◆ SUPPLIED DATA ◆
━━━━━━━━━━━━━━━━
//! MemoryEvaluator (spec §3, §5): per-paused-state cache of linear-memory
//! reads, coalescing concurrent requests for the same address so at most
//! one CDP read is ever in flight per address.

use crate::debugger::error::Result;
use async_trait::async_trait;
use std::cell::RefCell;
use std::collections::HashMap;
use std::rc::Rc;

/// The single CDP operation this evaluator needs: read `byte_size` bytes
/// of the debuggee's linear memory starting at `address`.
#[async_trait(?Send)]
pub trait MemoryReader {
    async fn read_memory(&self, address: u64, byte_size: u64) -> Result<Vec<u8>>;
}

enum Slot {
    Ready(Rc<Vec<u8>>),
    /// Another caller's read for this address is in flight; waiters poll
    /// the cache again once it resolves via `notify`.
    Pending,
}

/// Lives exactly as long as one Paused state; dropped on resume (spec
/// §3, "discarded on resume").
#[derive(Default)]
pub struct MemoryEvaluator {
    cache: RefCell<HashMap<u64, Slot>>,
    notify: RefCell<HashMap<u64, Vec<tokio::sync::oneshot::Sender<()>>>>,
}

impl MemoryEvaluator {
    pub fn new() -> Self {
        Self::default()
    }

    /// Fetch `byte_size` bytes at `address`, served from cache if
    /// already read, coalesced with an in-flight read for the same
    /// address if one exists, or issued fresh otherwise.
    pub async fn read(
        &self,
        reader: &impl MemoryReader,
        address: u64,
        byte_size: u64,
    ) -> Result<Rc<Vec<u8>>> {
        loop {
            let wait = {
                let mut cache = self.cache.borrow_mut();
                match cache.get(&address) {
                    Some(Slot::Ready(bytes)) => return Ok(bytes.clone()),
                    Some(Slot::Pending) => {
                        let (tx, rx) = tokio::sync::oneshot::channel();
                        self.notify.borrow_mut().entry(address).or_default().push(tx);
                        Some(rx)
                    }
                    None => {
                        cache.insert(address, Slot::Pending);
                        None
                    }
                }
            };

            let Some(rx) = wait else {
                // We are the one responsible for the read.
                let bytes = reader.read_memory(address, byte_size).await?;
                let bytes = Rc::new(bytes);
                self.cache.borrow_mut().insert(address, Slot::Ready(bytes.clone()));
                for tx in self.notify.borrow_mut().remove(&address).unwrap_or_default() {
                    let _ = tx.send(());
                }
                return Ok(bytes);
            };

            let _ = rx.await;
        }
    }
}

#[cfg(test)]
mod tests {
    use super::*;
    use std::cell::Cell;

    struct CountingReader {
        calls: Cell<u32>,
    }

    #[async_trait(?Send)]
    impl MemoryReader for CountingReader {
        async fn read_memory(&self, _address: u64, byte_size: u64) -> Result<Vec<u8>> {
            self.calls.set(self.calls.get() + 1);
            Ok(vec![0u8; byte_size as usize])
        }
    }

    #[tokio::test]
    async fn repeated_reads_of_same_address_hit_cache() {
        let reader = CountingReader { calls: Cell::new(0) };
        let eval = MemoryEvaluator::new();

        eval.read(&reader, 0x100, 4).await.unwrap();
        eval.read(&reader, 0x100, 4).await.unwrap();
        eval.read(&reader, 0x200, 4).await.unwrap();

        assert_eq!(reader.calls.get(), 2);
    }
}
━━━━━━━━━━━━━━━━
◆ TO DO ◆
Look above for the line with "of the debuggee's" and the line with "on resume (spec", and reproduce exactly those two lines plus every line between, nothing more.

◆ ANSWER SPACE ◆
/// of the debuggee's linear memory starting at `address`.
#[async_trait(?Send)]
pub trait MemoryReader {
    async fn read_memory(&self, address: u64, byte_size: u64) -> Result<Vec<u8>>;
}

enum Slot {
    Ready(Rc<Vec<u8>>),
    /// Another caller's read for this address is in flight; waiters poll
    /// the cache again once it resolves via `notify`.
    Pending,
}

/// Lives exactly as long as one Paused state; dropped on resume (spec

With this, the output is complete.